What is required: Find every line in the records below that contains "fallback", and copy it.

Source data
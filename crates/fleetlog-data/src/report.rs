//! Text and JSON rendering of aggregated results.
//!
//! The text report lists every failing device (sorted by id), its dates
//! (sorted by day of month) and messages (sorted alphabetically), followed
//! by a fleet statistics block.

use std::collections::BTreeMap;
use std::fmt::Write as _;
use std::path::Path;

use fleetlog_core::error::{Result, ScanError};
use fleetlog_core::formatting::{format_device_count, format_occurrences, format_percent};
use fleetlog_core::models::{CountEntry, DateCounts, DeviceRecord, FleetStats};
use fleetlog_core::time_utils::day_of_date_key;
use serde::Serialize;

use crate::aggregator::FleetAggregator;

/// Printed by the console summary when no device matched.
pub const NO_ERRORS_MESSAGE: &str = "에러/장애 관련 로그가 없습니다.";

// ── Ordering ──────────────────────────────────────────────────────────────────

/// Dates of one device ordered by numeric day, so `"Oct 2"` precedes
/// `"Oct 15"`.
///
/// Keys with the same day are ordered alphabetically by the whole key, not by
/// when they were first seen, so `"Nov 5"` precedes `"Oct 5"` even when the
/// October lines came first in the log.
pub fn dates_by_day(log: &DateCounts) -> Vec<(&String, &BTreeMap<String, CountEntry>)> {
    let mut dates: Vec<_> = log.iter().collect();
    dates.sort_by_key(|(key, _)| day_of_date_key(key).unwrap_or(0));
    dates
}

// ── Text report ───────────────────────────────────────────────────────────────

/// Render the report for the devices in `logs`.
///
/// Devices with no entries are left out. A device missing from `records` is
/// shown with the unknown model/host placeholders.
pub fn render(
    records: &BTreeMap<String, DeviceRecord>,
    logs: &BTreeMap<String, DateCounts>,
    stats: &FleetStats,
) -> String {
    let mut out = String::new();

    for (device_id, log) in logs {
        if log.is_empty() {
            continue;
        }

        let fallback;
        let record = match records.get(device_id) {
            Some(r) => r,
            None => {
                fallback = DeviceRecord::unknown(device_id.as_str());
                &fallback
            }
        };

        let _ = writeln!(
            out,
            "{}, {}, {}:",
            device_id,
            record.model_display(),
            record.hostname_display()
        );

        for (date_key, messages) in dates_by_day(log) {
            for (message, entry) in messages {
                let _ = writeln!(
                    out,
                    "  === {} === {} {} {}",
                    date_key,
                    entry.first_time.as_deref().unwrap_or(""),
                    message,
                    format_occurrences(entry.count)
                );
            }
        }
        out.push('\n');
    }

    out.push_str("\n=== 통계 정보 ===\n");
    out.push_str(&render_stat_lines(
        stats.total_devices(),
        stats.error_device_count(),
        stats.error_rate(),
    ));
    out
}

/// Render the full report held by `aggregator`.
pub fn render_report(aggregator: &FleetAggregator) -> String {
    render(aggregator.records(), aggregator.logs(), aggregator.stats())
}

/// Console summary printed after every run.
///
/// When nothing matched the error count and rate are reported as zero.
pub fn render_console_summary(stats: &FleetStats, any_errors: bool) -> String {
    let mut out = String::new();
    let (errors, rate) = if any_errors {
        (stats.error_device_count(), stats.error_rate())
    } else {
        out.push_str(NO_ERRORS_MESSAGE);
        out.push('\n');
        (0, 0.0)
    };
    out.push_str("\n통계 정보:\n");
    out.push_str(&render_stat_lines(stats.total_devices(), errors, rate));
    out
}

fn render_stat_lines(total: usize, errors: usize, rate: f64) -> String {
    format!(
        "전체 장비 수: {}\n장애 발생 장비 수: {}\n장애 발생률: {}\n",
        format_device_count(total),
        format_device_count(errors),
        format_percent(rate)
    )
}

/// Write `contents` to `path`, replacing any previous file.
///
/// Writes to a temporary sibling first and renames it into place.
pub fn write_report(path: &Path, contents: &str) -> Result<()> {
    let to_write_err = |source: std::io::Error| ScanError::FileWrite {
        path: path.to_path_buf(),
        source,
    };

    if let Some(parent) = path.parent().filter(|p| !p.as_os_str().is_empty()) {
        std::fs::create_dir_all(parent).map_err(to_write_err)?;
    }

    let mut tmp_name = path.as_os_str().to_owned();
    tmp_name.push(".tmp");
    let tmp = std::path::PathBuf::from(tmp_name);

    std::fs::write(&tmp, contents).map_err(to_write_err)?;
    std::fs::rename(&tmp, path).map_err(to_write_err)?;
    Ok(())
}

// ── JSON export ───────────────────────────────────────────────────────────────

#[derive(Debug, Serialize)]
pub struct JsonReport {
    pub devices: Vec<JsonDevice>,
    pub statistics: JsonStatistics,
}

#[derive(Debug, Serialize)]
pub struct JsonDevice {
    pub device_id: String,
    pub model: String,
    pub hostname: String,
    pub entries: Vec<JsonEntry>,
}

#[derive(Debug, Serialize)]
pub struct JsonEntry {
    pub date: String,
    pub first_time: Option<String>,
    pub message: String,
    pub count: u64,
}

#[derive(Debug, Serialize)]
pub struct JsonStatistics {
    pub total_devices: usize,
    pub error_devices: usize,
    pub error_rate: f64,
}

impl JsonReport {
    /// Build the JSON view in the same order as the text report.
    pub fn from_aggregator(aggregator: &FleetAggregator) -> Self {
        let devices = aggregator
            .logs()
            .iter()
            .filter(|(_, log)| !log.is_empty())
            .map(|(device_id, log)| {
                let record = aggregator
                    .records()
                    .get(device_id)
                    .cloned()
                    .unwrap_or_else(|| DeviceRecord::unknown(device_id.as_str()));
                let entries = dates_by_day(log)
                    .into_iter()
                    .flat_map(|(date, messages)| {
                        messages.iter().map(move |(message, entry)| JsonEntry {
                            date: date.clone(),
                            first_time: entry.first_time.clone(),
                            message: message.clone(),
                            count: entry.count,
                        })
                    })
                    .collect();
                JsonDevice {
                    device_id: device_id.clone(),
                    model: record.model_display().to_string(),
                    hostname: record.hostname_display().to_string(),
                    entries,
                }
            })
            .collect();

        let stats = aggregator.stats();
        Self {
            devices,
            statistics: JsonStatistics {
                total_devices: stats.total_devices(),
                error_devices: stats.error_device_count(),
                error_rate: stats.error_rate(),
            },
        }
    }
}

/// Pretty-printed JSON export of `aggregator`.
pub fn to_json(aggregator: &FleetAggregator) -> Result<String> {
    Ok(serde_json::to_string_pretty(&JsonReport::from_aggregator(
        aggregator,
    ))?)
}

// ── Tests ─────────────────────────────────────────────────────────────────────

#[cfg(test)]
mod tests {
    use super::*;
    use tempfile::TempDir;

    fn entry(time: &str, count: u64) -> CountEntry {
        CountEntry {
            first_time: Some(time.to_string()),
            count,
        }
    }

    fn sample() -> FleetAggregator {
        let mut agg = FleetAggregator::new();

        let mut sw2 = DateCounts::new();
        sw2.entry("Oct 15".to_string())
            .or_default()
            .insert("flash: limited space".to_string(), entry("10:00:00.00", 1));
        sw2.entry("Oct 2".to_string())
            .or_default()
            .insert("b limited space".to_string(), entry("11:00:00.00", 2));
        sw2.entry("Oct 2".to_string())
            .or_default()
            .insert("a limited space".to_string(), entry("12:00:00.00", 3));

        let mut sw1 = DateCounts::new();
        sw1.entry("Oct 20".to_string())
            .or_default()
            .insert("limited space".to_string(), entry("01:00:00.00", 1));

        agg.merge(
            DeviceRecord {
                device_id: "10.0.0.2".to_string(),
                model: Some("WS-C3750X-24".to_string()),
                hostname: Some("SW2".to_string()),
            },
            &sw2,
            true,
        );
        agg.merge(DeviceRecord::unknown("10.0.0.1"), &sw1, true);
        agg.merge(DeviceRecord::unknown("10.0.0.3"), &DateCounts::new(), false);
        agg
    }

    #[test]
    fn test_render_full_report() {
        let text = render_report(&sample());
        let expected = "\
10.0.0.1, Unknown Model, Unknown Host:
  === Oct 20 === 01:00:00.00 limited space (발생횟수: 1회)

10.0.0.2, WS-C3750X-24, SW2:
  === Oct 2 === 12:00:00.00 a limited space (발생횟수: 3회)
  === Oct 2 === 11:00:00.00 b limited space (발생횟수: 2회)
  === Oct 15 === 10:00:00.00 flash: limited space (발생횟수: 1회)


=== 통계 정보 ===
전체 장비 수: 3대
장애 발생 장비 수: 2대
장애 발생률: 66.7%
";
        assert_eq!(text, expected);
    }

    #[test]
    fn test_dates_by_day_is_numeric() {
        let agg = sample();
        let log = agg.device_log("10.0.0.2").unwrap();
        let keys: Vec<&str> = dates_by_day(log).iter().map(|(k, _)| k.as_str()).collect();
        assert_eq!(keys, vec!["Oct 2", "Oct 15"]);
    }

    #[test]
    fn test_dates_by_day_equal_days_are_alphabetical() {
        let mut log = DateCounts::new();
        for key in ["Oct 5", "Nov 5", "Oct 1"] {
            log.entry(key.to_string())
                .or_default()
                .insert("limited space".to_string(), entry("08:00:00.00", 1));
        }
        let keys: Vec<&str> = dates_by_day(&log).iter().map(|(k, _)| k.as_str()).collect();
        assert_eq!(keys, vec!["Oct 1", "Nov 5", "Oct 5"]);
    }

    #[test]
    fn test_render_empty_fleet_rate() {
        let text = render(&BTreeMap::new(), &BTreeMap::new(), &FleetStats::default());
        assert!(text.contains("전체 장비 수: 0대"));
        assert!(text.contains("장애 발생률: 0.0%"));
    }

    #[test]
    fn test_render_device_without_record_uses_placeholders() {
        let mut logs = BTreeMap::new();
        let mut log = DateCounts::new();
        log.entry("Oct 16".to_string())
            .or_default()
            .insert("limited space".to_string(), entry("08:00:00.00", 1));
        logs.insert("sw9".to_string(), log);

        let text = render(&BTreeMap::new(), &logs, &FleetStats::default());
        assert!(text.starts_with("sw9, Unknown Model, Unknown Host:\n"));
    }

    #[test]
    fn test_console_summary_with_errors() {
        let agg = sample();
        let text = render_console_summary(agg.stats(), true);
        assert!(!text.contains(NO_ERRORS_MESSAGE));
        assert!(text.contains("장애 발생 장비 수: 2대"));
        assert!(text.contains("장애 발생률: 66.7%"));
    }

    #[test]
    fn test_console_summary_without_errors() {
        let mut stats = FleetStats::default();
        stats.record_device("a");
        stats.record_device("b");
        let text = render_console_summary(&stats, false);
        assert!(text.starts_with(NO_ERRORS_MESSAGE));
        assert!(text.contains("전체 장비 수: 2대"));
        assert!(text.contains("장애 발생 장비 수: 0대"));
        assert!(text.contains("장애 발생률: 0.0%"));
    }

    #[test]
    fn test_write_report_overwrites() {
        let dir = TempDir::new().unwrap();
        let path = dir.path().join("out").join("L2_error.txt");
        write_report(&path, "first run with a long body\n").unwrap();
        write_report(&path, "second\n").unwrap();
        assert_eq!(std::fs::read_to_string(&path).unwrap(), "second\n");
    }

    #[test]
    fn test_to_json_structure() {
        let json: serde_json::Value = serde_json::from_str(&to_json(&sample()).unwrap()).unwrap();
        assert_eq!(json["statistics"]["total_devices"], 3);
        assert_eq!(json["statistics"]["error_devices"], 2);
        assert_eq!(json["devices"][0]["device_id"], "10.0.0.1");
        assert_eq!(json["devices"][1]["model"], "WS-C3750X-24");
        assert_eq!(json["devices"][1]["entries"][0]["date"], "Oct 2");
        assert_eq!(json["devices"][1]["entries"][0]["count"], 3);
    }
}
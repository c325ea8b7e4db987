//! Per-device aggregation of filtered log lines.
//!
//! Each processed file contributes its `(date, message)` counts to the
//! running totals of its device. Fleet membership (every scanned device and
//! every device with at least one match) is tracked alongside.

use std::collections::BTreeMap;

use fleetlog_core::models::{DateCounts, DeviceRecord, FleetStats};

use crate::filter::FileScan;

// ── FleetAggregator ───────────────────────────────────────────────────────────

/// Accumulates file results for one directory run.
///
/// Merges must happen in a fixed order: when several files of one device
/// report the same `(date, message)`, the first merged `first_time` is kept.
#[derive(Debug, Clone, Default)]
pub struct FleetAggregator {
    records: BTreeMap<String, DeviceRecord>,
    logs: BTreeMap<String, DateCounts>,
    stats: FleetStats,
}

impl FleetAggregator {
    pub fn new() -> Self {
        Self::default()
    }

    /// Merge one file's counts for the device described by `record`.
    ///
    /// The device is always counted in the fleet. Counts are only merged,
    /// and the device only marked as failing, when `matched` is set.
    pub fn merge(&mut self, record: DeviceRecord, file_counts: &DateCounts, matched: bool) {
        let device_id = record.device_id.clone();
        self.stats.record_device(&device_id);
        self.records.insert(device_id.clone(), record);

        if !matched {
            return;
        }

        self.stats.record_error_device(&device_id);
        let device_log = self.logs.entry(device_id).or_default();
        for (date_key, messages) in file_counts {
            let date_log = device_log.entry(date_key.clone()).or_default();
            for (message, entry) in messages {
                date_log.entry(message.clone()).or_default().absorb(entry);
            }
        }
    }

    /// Convenience wrapper around [`FleetAggregator::merge`] for a [`FileScan`].
    pub fn merge_scan(&mut self, record: DeviceRecord, scan: &FileScan) {
        self.merge(record, &scan.counts, scan.matched);
    }

    /// `true` when at least one device has a match.
    pub fn has_errors(&self) -> bool {
        !self.stats.error_devices.is_empty()
    }

    pub fn stats(&self) -> &FleetStats {
        &self.stats
    }

    /// Latest identity seen for every scanned device.
    pub fn records(&self) -> &BTreeMap<String, DeviceRecord> {
        &self.records
    }

    /// Aggregated counts keyed by device id.
    pub fn logs(&self) -> &BTreeMap<String, DateCounts> {
        &self.logs
    }

    /// Aggregated counts for one device.
    pub fn device_log(&self, device_id: &str) -> Option<&DateCounts> {
        self.logs.get(device_id)
    }
}

// ── Tests ─────────────────────────────────────────────────────────────────────
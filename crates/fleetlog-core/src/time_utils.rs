use chrono::{Datelike, Local, NaiveDate};
use tracing::warn;

// ── Year handling ─────────────────────────────────────────────────────────────

/// Calendar year of the local clock.
///
/// Device syslog headers carry no year, so every log date is placed in this
/// year. Logs that cross a year boundary land in the wrong year.
pub fn current_year() -> i32 {
    Local::now().year()
}

// ── Month/day parsing ─────────────────────────────────────────────────────────

/// Parse a `"<month-abbrev> <day>"` string (e.g. `"Oct 15"`, `"oct 5"`) in
/// the given year.
///
/// Returns `None` for anything that is not a real calendar date, including
/// Feb 29 in a non-leap year. Month and day must be separate tokens and the
/// day must be one or two digits, so `"Oct16"` is rejected.
pub fn parse_month_day(date_part: &str, year: i32) -> Option<NaiveDate> {
    let mut tokens = date_part.split_whitespace();
    let (month, day) = (tokens.next()?, tokens.next()?);
    if tokens.next().is_some()
        || day.is_empty()
        || day.len() > 2
        || !day.bytes().all(|b| b.is_ascii_digit())
    {
        return None;
    }
    NaiveDate::parse_from_str(&format!("{} {} {}", month, day, year), "%b %d %Y").ok()
}

/// Build the cutoff date from its configured components.
///
/// Logs a warning and returns `None` when the month abbreviation or day is
/// invalid.
pub fn cutoff_date(month: &str, day: u32, year: i32) -> Option<NaiveDate> {
    let parsed = parse_month_day(&format!("{} {}", month, day), year);
    if parsed.is_none() {
        warn!("Invalid cutoff date: {} {} {}", month, day, year);
    }
    parsed
}

/// Numeric day component of a date key: `"Oct 15"` → `15`.
pub fn day_of_date_key(date_key: &str) -> Option<u32> {
    date_key.split_whitespace().nth(1)?.parse().ok()
}

// ── Tests ─────────────────────────────────────────────────────────────────────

Task response:
        let fallback;
                fallback = DeviceRecord::unknown(device_id.as_str());
                &fallback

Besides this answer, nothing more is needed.